Let there be no mistake: I value the Open Access (OA )model of publication, for both moral and practical reasons that have been elaborated upon in many other places. Briefly: 1) OA is the right thing to do, as the results of publicly funded research should be available to the public and 2) it is the practical thing to, as the broadest sharing of knowledge possible is fundamental to educational and scientific advances.
This post deals with the difficulty that still exists on the ground. I see the current author-pays model of OA publishing as still somewhat problematic, with the result of driving many of my colleagues away from OA. One supporting argument for OA is that small universities and four-year colleges, and institutes in developing countries can ill-afford to subscribe to a large number of close-access publications. this places researchers and students at a disadvantage. Therefore, the OA model of publishing does them a favor by reducing subscription fees, granting broader access to publications.

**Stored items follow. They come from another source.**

impl<'a> MaterialExporter<'a> {
    pub fn new(textures: &'a TextureLibrary, options: ExportOptions) -> Self {
        Self {
            textures,
            options,
            extensions: Vec::new(),
            state: Mutex::new(ExportState::new()),
        }
    }

    pub fn with_extension(mut self, extension: impl ExporterExtension + 'a) -> Self {
        log::debug!("registered exporter extension {}", extension.name());
        self.extensions.push(Box::new(extension));
        self
    }

    pub fn options(&self) -> &ExportOptions {
        &self.options
    }

    pub fn textures(&self) -> &'a TextureLibrary {
        self.textures
    }

    pub(crate) fn extensions(&self) -> &[Box<dyn ExporterExtension + 'a>] {
        &self.extensions
    }

    pub(crate) fn state(&self) -> &Mutex<ExportState> {
        &self.state
    }

    pub(crate) fn source_texture(&self, id: TextureId) -> Result<&'a SourceTexture> {
        self.textures
            .get(id)
            .ok_or_else(|| ExportError::UnknownTexture(format!("{:?}", id)))
    }

    /// Exports a texture once and returns its info; later calls return the cached info.
    ///
    /// Extensions may substitute the texture first. `Ok(None)` means the pixels could not
    /// be read or encoded and the texture was left out.
    pub async fn export_texture(
        &self,
        id: TextureId,
        mime_type: ImageMimeType,
    ) -> Result<Option<TextureInfo>> {
        for extension in &self.extensions {
            if let Some(replacement) = extension
                .pre_export_texture(TEXTURE_HOOK_CONTEXT, id, mime_type)
                .await?
            {
                log::debug!("{} replaced texture {:?}", extension.name(), id);
                return self.export_texture_info(replacement, mime_type).await;
            }
        }
        self.export_texture_info(id, mime_type).await
    }

    async fn export_texture_info(
        &self,
        id: TextureId,
        mime_type: ImageMimeType,
    ) -> Result<Option<TextureInfo>> {
        if let Some(info) = self.texture_info(id).await {
            return Ok(Some(info));
        }

        let texture = self.source_texture(id)?;
        let pixels = match texture.read_pixels().await {
            Ok(pixels) => pixels,
            Err(e) => {
                log::warn!("{}: skipping texture, {}", texture.name, e);
                return Ok(None);
            }
        };

        // A texture that knows its own encoding keeps it
        let mime_type = texture
            .mime_type
            .as_deref()
            .and_then(ImageMimeType::from_mime_str)
            .unwrap_or(mime_type);
        let image = match encode_pixels(
            &pixels,
            texture.width,
            texture.height,
            mime_type,
            self.options.jpeg_quality,
        ) {
            Ok(image) => image,
            Err(e) => {
                log::warn!("{}: skipping texture, {}", texture.name, e);
                return Ok(None);
            }
        };

        let sampler = registry::sampler_for(texture);
        let info = {
            let mut state = self.state.lock().await;
            // another material may have exported it while we were encoding
            if let Some(info) = state.texture_map.get(&id) {
                return Ok(Some(*info));
            }
            let sampler = state.sampler_index(sampler);
            let info = state.add_texture(
                &sanitize_texture_name(&texture.name),
                image,
                Some(sampler),
                texture.coordinates_index,
                self.options.embed_images,
            );
            state.texture_map.insert(id, info);
            info
        };

        for extension in &self.extensions {
            extension.post_export_texture(LINK_HOOK_CONTEXT, &info, texture);
        }
        Ok(Some(info))
    }

    /// Info of an already exported texture, without exporting it.
    pub async fn texture_info(&self, id: TextureId) -> Option<TextureInfo> {
        self.state.lock().await.texture_map.get(&id).copied()
    }

    /// Converts one material and appends it, returning its index in the materials array.
    ///
    /// Textures are registered as they are exported, so a material that fails after
    /// that point (for instance in an extension hook) leaves its textures and images in
    /// the output. Other materials may already reference them.
    pub async fn export_material(&self, source: &SourceMaterial) -> Result<usize> {
        let material = converters::convert_material(self, source).await?;
        let mut state = self.state.lock().await;
        state.materials.push(material);
        Ok(state.materials.len() - 1)
    }

    /// Converts all materials concurrently. Results come back in input order and
    /// successful materials are appended in that order too; a failed material does not
    /// stop the others.
    pub async fn export_materials(&self, sources: &[SourceMaterial]) -> Vec<Result<usize>> {
        let converted = join_all(
            sources
                .iter()
                .map(|source| converters::convert_material(self, source)),
        )
        .await;

        let mut state = self.state.lock().await;
        converted
            .into_iter()
            .map(|result| {
                let material = result?;
                state.materials.push(material);
                Ok(state.materials.len() - 1)
            })
            .collect()
    }

    pub fn strip_textures_from_material(&self, material: &Material) -> Material {
        material.without_textures()
    }

    pub fn has_textures_present(&self, material: &Material) -> bool {
        material.has_textures()
    }

    pub fn finish(self) -> ExportOutput {
        let state = self.state.into_inner();
        log::info!(
            "exported {} materials, {} textures, {} images, {} samplers",
            state.materials.len(),
            state.textures.len(),
            state.images.len(),
            state.samplers.len()
        );
        ExportOutput {
            materials: state.materials,
            textures: state.textures,
            images: state.images,
            samplers: state.samplers,
            image_data: state.image_data,
        }
    }
}
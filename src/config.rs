use serde::{Deserialize, Serialize};

use crate::texture::encode::ImageMimeType;

/// Knobs for a single export pass.
#[derive(Serialize, Deserialize, Debug, Clone, Copy, PartialEq, Eq)]
#[serde(default)]
pub struct ExportOptions {
    /// Encoding for exported images unless a texture carries its own mime type.
    pub mime_type: ImageMimeType,
    /// Without texture coordinates no texture is attached to any material.
    pub has_texture_coords: bool,
    /// Write images as base64 data uris instead of file names.
    pub embed_images: bool,
    pub jpeg_quality: u8,
}

impl Default for ExportOptions {
    fn default() -> Self {
        Self {
            mime_type: ImageMimeType::Png,
            has_texture_coords: true,
            embed_images: false,
            jpeg_quality: 90,
        }
    }
}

On the the flip side , it is in those very same institutes that researchers have less “disposable income” to pay for publications. $2500, a typical OA fee, for a lab funded by an R15 (small NIH grants given to less research-intensive institutes) or a small NSF grant is a larger chunk of change than $2500 for a lab holding a couple of R01s (the larger NIH “workhorse” grant). Knowing the limit on these grants, a researcher squeezed for funding would rather budget for an extra month for a graduate student than for OA publication fees. In way, OA fees are something of a regressive tax: it hurts those with less disposable income more. The OA advocates would say that the money saved by the institute from the reduction of library fees can be rolled into subsidizing publications. Some institutions do that by subscribing to OA journals, thus reducing the publication fees their authors are required to pay. However, many do not, and 10% of $2500 still leaves $2250 to pay.

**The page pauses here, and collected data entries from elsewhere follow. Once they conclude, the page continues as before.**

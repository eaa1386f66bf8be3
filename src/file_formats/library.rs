//! On-disk description of a material library: export options, texture files and
//! materials referencing those textures by name.

use std::path::Path;

use image::ImageFormat;
use serde::{Deserialize, Serialize};

use crate::{
    config::ExportOptions,
    error::{ExportError, Result},
    material::SourceMaterial,
    texture::{AddressMode, RawTexture, SamplingMode, SourceTexture, TextureLibrary},
};

fn default_level() -> f32 {
    1.0
}

#[derive(Serialize, Deserialize, Debug, Clone, PartialEq)]
pub struct TextureEntry {
    pub name: String,
    /// Relative to the library file.
    pub path: String,
    #[serde(default)]
    pub wrap_u: AddressMode,
    #[serde(default)]
    pub wrap_v: AddressMode,
    #[serde(default)]
    pub sampling_mode: Option<SamplingMode>,
    #[serde(default)]
    pub coordinates_index: u32,
    #[serde(default = "default_level")]
    pub level: f32,
}

impl TextureEntry {
    pub fn load(&self, base_dir: &Path) -> Result<SourceTexture> {
        let path = base_dir.join(&self.path);
        let img = image::open(&path)?;
        let mime_type = match ImageFormat::from_path(&path) {
            Ok(ImageFormat::Png) => Some("image/png"),
            Ok(ImageFormat::Jpeg) => Some("image/jpeg"),
            _ => None,
        };

        let mut texture = SourceTexture::new(
            &self.name,
            img.width(),
            img.height(),
            RawTexture::from_image(&img),
        )
        .with_wrap(self.wrap_u, self.wrap_v)
        .with_coordinates_index(self.coordinates_index)
        .with_level(self.level)
        .with_alpha(img.color().has_alpha());
        if let Some(mode) = self.sampling_mode {
            texture = texture.with_sampling_mode(mode);
        }
        if let Some(mime_type) = mime_type {
            texture = texture.with_mime_type(mime_type);
        }
        Ok(texture)
    }
}

#[derive(Serialize, Deserialize, Debug, Clone, Default)]
pub struct LibraryFile {
    #[serde(default)]
    pub options: ExportOptions,
    #[serde(default)]
    pub textures: Vec<TextureEntry>,
    #[serde(default)]
    pub materials: Vec<SourceMaterial<String>>,
}

impl LibraryFile {
    pub fn load(path: &Path) -> Result<Self> {
        let json = std::fs::read_to_string(path)?;
        Ok(serde_json::from_str(&json)?)
    }

    /// Loads every texture and binds the materials' texture names to library ids.
    pub fn into_libraries(
        self,
        base_dir: &Path,
    ) -> Result<(ExportOptions, TextureLibrary, Vec<SourceMaterial>)> {
        let mut library = TextureLibrary::new();
        for entry in &self.textures {
            let texture = entry.load(base_dir)?;
            log::debug!("loaded texture {} ({}x{})", entry.name, texture.width, texture.height);
            library.insert(texture);
        }

        let materials = self
            .materials
            .into_iter()
            .map(|material| {
                material.try_map_textures(|name| {
                    library
                        .find_by_name(&name)
                        .ok_or(ExportError::UnknownTexture(name))
                })
            })
            .collect::<Result<Vec<_>>>()?;

        Ok((self.options, library, materials))
    }
}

Yes, PLoS grants “hardship” fee waivers, but many other publishers do not. However, requesting waivers in many cases is something of a dilemma: Prof. SmallU may have the $2500, but using those towards publication would mean running out of lab materials earlier than needed, or letting a graduate student off for the summer. In many cases it is not that the money is not there (after all, Prof. SmallU did manage to fund the research!) but facing this tough choice is problematic, and many people would be reluctant to ask for a subsidy or a waiver. Also, there is hardly any reward in small universities for publishing in OA. Publishing OA, by itself, figures very little, if at all in promotion & tenure decisions.

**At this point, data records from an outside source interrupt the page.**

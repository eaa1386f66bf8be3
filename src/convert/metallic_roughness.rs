//! Specular-glossiness to metallic-roughness conversion, for factors and for texture pairs.

use std::borrow::Cow;

use glam::{Vec3, Vec4};

use crate::{
    color::{
        fuzzy_equals, max_component, perceived_brightness, to_gamma, to_linear,
        DIELECTRIC_SPECULAR, EPSILON,
    },
    error::Result,
    texture::{
        encode::{encode_pixels, EncodedImage, ImageMimeType},
        pixels::{resize_to_common_dimensions, TexelImage},
        PixelBuffer, SourceTexture,
    },
};

#[derive(Debug, Clone, Copy, PartialEq)]
pub struct SpecularGlossiness {
    pub diffuse: Vec3,
    pub specular: Vec3,
    pub glossiness: f32,
}

#[derive(Debug, Clone, Copy, PartialEq)]
pub struct MetallicRoughness {
    pub base_color: Vec3,
    pub metallic: f32,
    pub roughness: f32,
}

/// Solves `k·m² + b·m + c = 0` for the metalness that reproduces the given brightnesses.
pub fn solve_metallic(diffuse: f32, specular: f32, one_minus_specular_strength: f32) -> f32 {
    if specular < DIELECTRIC_SPECULAR {
        return 0.0;
    }

    let a = DIELECTRIC_SPECULAR;
    let b = diffuse * one_minus_specular_strength / (1.0 - DIELECTRIC_SPECULAR) + specular
        - 2.0 * DIELECTRIC_SPECULAR;
    let c = DIELECTRIC_SPECULAR - specular;
    let d = b * b - 4.0 * a * c;
    ((-b + d.sqrt()) / (2.0 * a)).clamp(0.0, 1.0)
}

/// Inputs are expected in linear space.
pub fn convert_specular_glossiness(input: &SpecularGlossiness) -> MetallicRoughness {
    let diffuse_brightness = perceived_brightness(input.diffuse);
    let specular_brightness = perceived_brightness(input.specular);
    let one_minus_specular_strength = 1.0 - max_component(input.specular);
    let metallic = solve_metallic(
        diffuse_brightness,
        specular_brightness,
        one_minus_specular_strength,
    );

    let from_diffuse = input.diffuse
        * (one_minus_specular_strength
            / (1.0 - DIELECTRIC_SPECULAR)
            / (1.0 - metallic).max(EPSILON));
    let from_specular = (input.specular - Vec3::splat(DIELECTRIC_SPECULAR * (1.0 - metallic)))
        / metallic.max(EPSILON);
    let base_color = from_diffuse
        .lerp(from_specular, metallic * metallic)
        .clamp(Vec3::ZERO, Vec3::ONE);

    MetallicRoughness {
        base_color,
        metallic,
        roughness: 1.0 - input.glossiness,
    }
}

/// Result of converting a texture pair on the cpu. A buffer is `None` when every texel
/// came out white, in which case the factor alone describes the channel.
#[derive(Debug, Clone, PartialEq)]
pub struct MetallicRoughnessTexels {
    pub width: u32,
    pub height: u32,
    pub factors: MetallicRoughness,
    pub base_color: Option<Vec<u8>>,
    pub metallic_roughness: Option<Vec<u8>>,
}

fn quantize(value: f32) -> u8 {
    (value.clamp(0.0, 1.0) * 255.0).round() as u8
}

fn divisor(max: f32) -> f32 {
    if max > EPSILON {
        max
    } else {
        1.0
    }
}

/// Runs the solver on every texel and normalizes the results by their maxima.
///
/// `factors` are multiplied into each texel first. The returned factors are the per
/// channel maxima, so factor times texture reproduces the converted values.
pub fn convert_texels(
    diffuse: &TexelImage,
    specular_glossiness: &TexelImage,
    factors: &SpecularGlossiness,
) -> MetallicRoughnessTexels {
    let specular_glossiness = if (specular_glossiness.width, specular_glossiness.height)
        == (diffuse.width, diffuse.height)
    {
        Cow::Borrowed(specular_glossiness)
    } else {
        Cow::Owned(specular_glossiness.resized(diffuse.width, diffuse.height))
    };

    let texel_count = diffuse.texel_count();
    let mut base_colors = Vec::with_capacity(texel_count);
    let mut metallic_roughness = Vec::with_capacity(texel_count);
    let mut max_base_color = Vec3::ZERO;
    let mut max_metallic = 0.0f32;
    let mut max_roughness = 0.0f32;

    for i in 0..texel_count {
        let diffuse_texel = diffuse.texel(i);
        let specular_texel = specular_glossiness.texel(i);

        let converted = convert_specular_glossiness(&SpecularGlossiness {
            diffuse: to_linear(diffuse_texel.truncate()) * factors.diffuse,
            specular: to_linear(specular_texel.truncate()) * factors.specular,
            glossiness: specular_texel.w * factors.glossiness,
        });

        max_base_color = max_base_color.max(converted.base_color);
        max_metallic = max_metallic.max(converted.metallic);
        max_roughness = max_roughness.max(converted.roughness);

        let alpha = if diffuse.has_alpha { diffuse_texel.w } else { 1.0 };
        base_colors.push(converted.base_color.extend(alpha));
        metallic_roughness.push(Vec4::new(0.0, converted.roughness, converted.metallic, 1.0));
    }

    let base_color_divisor = Vec3::new(
        divisor(max_base_color.x),
        divisor(max_base_color.y),
        divisor(max_base_color.z),
    );
    let roughness_divisor = divisor(max_roughness);
    let metallic_divisor = divisor(max_metallic);

    let mut write_base_color = false;
    let mut write_metallic_roughness = false;

    for (base_color, mr) in base_colors.iter_mut().zip(metallic_roughness.iter_mut()) {
        let gamma = to_gamma(base_color.truncate() / base_color_divisor);
        *base_color = gamma.extend(base_color.w);
        if !fuzzy_equals(gamma, Vec3::ONE, EPSILON) {
            write_base_color = true;
        }

        mr.y /= roughness_divisor;
        mr.z /= metallic_divisor;
        if !fuzzy_equals(Vec3::new(1.0, mr.y, mr.z), Vec3::ONE, EPSILON) {
            write_metallic_roughness = true;
        }
    }

    let to_bytes = |texels: &[Vec4]| -> Vec<u8> {
        texels
            .iter()
            .flat_map(|t| t.to_array())
            .map(quantize)
            .collect()
    };

    MetallicRoughnessTexels {
        width: diffuse.width,
        height: diffuse.height,
        factors: MetallicRoughness {
            base_color: max_base_color,
            metallic: max_metallic,
            roughness: max_roughness,
        },
        base_color: write_base_color.then(|| to_bytes(&base_colors)),
        metallic_roughness: write_metallic_roughness.then(|| to_bytes(&metallic_roughness)),
    }
}

#[derive(Debug, Clone, PartialEq)]
pub struct ConvertedTextures {
    pub factors: MetallicRoughness,
    pub base_color_image: Option<EncodedImage>,
    pub metallic_roughness_image: Option<EncodedImage>,
}

/// Converts a diffuse / specular-glossiness texture pair into encoded base color and
/// metallic-roughness images. Either texture may be missing, not both.
pub async fn convert_specular_glossiness_textures(
    diffuse: Option<&SourceTexture>,
    specular_glossiness: Option<&SourceTexture>,
    factors: &SpecularGlossiness,
    mime_type: ImageMimeType,
    jpeg_quality: u8,
) -> Result<ConvertedTextures> {
    let (diffuse, specular_glossiness) =
        resize_to_common_dimensions(diffuse, specular_glossiness).await?;

    let texels = convert_texels(&diffuse, &specular_glossiness, factors);
    let encode = |data: Vec<u8>| {
        encode_pixels(
            &PixelBuffer::U8(data),
            texels.width,
            texels.height,
            mime_type,
            jpeg_quality,
        )
    };

    let base_color_image = texels.base_color.clone().map(encode).transpose()?;
    let metallic_roughness_image = texels.metallic_roughness.clone().map(encode).transpose()?;
    log::debug!(
        "converted {}x{} specular glossiness pair, base color texture: {}, metallic roughness texture: {}",
        texels.width,
        texels.height,
        base_color_image.is_some(),
        metallic_roughness_image.is_some()
    );

    Ok(ConvertedTextures {
        factors: texels.factors,
        base_color_image,
        metallic_roughness_image,
    })
}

Therefore, when publishing those journals which have both options, OA and closed access, there is very little incentive to shell out the $2500 (usually more in the “two option” journals) once the paper is accepted. OA-only journals are often shunned altogether.
So what would be the solution? I agree with FakeElsevier that it has to come from the funding agencies. But maybe, instead of OA being a flat-fee, and hence regressive, it can be turned, with the help of the granting agencies, into a progressive fee. After all, those same agencies know how much funding a lab has anyhow, as this must be provided with every grant request, award, and progress report. If a lab is able to demonstrate a “publication hardship”, perhaps an extra subsidy can be given once a paper is accepted, provided it is used towards an OA publication. Knowing that this extra money is there may help nudge Prof. SmallU in the direction of publishing in OA. Also, the subsidy can be contingent upon the university subscribing to the OA journal, thus sharing the burden and creating and incentive for departmental library committees to pressure administrators to allocate funds towards OA access.
As it stands now, the motivation for low-budget labs, the supposed best beneficiaries of OA publishing, is not to publish OA. Unless stronger incentives are given, those labs will continue to get their reading material via those journals their library subscribes to, and through emailed electronic copies. Incidentally, a practice that the scientific publishing industry is starting to notice and is even attempting to stop.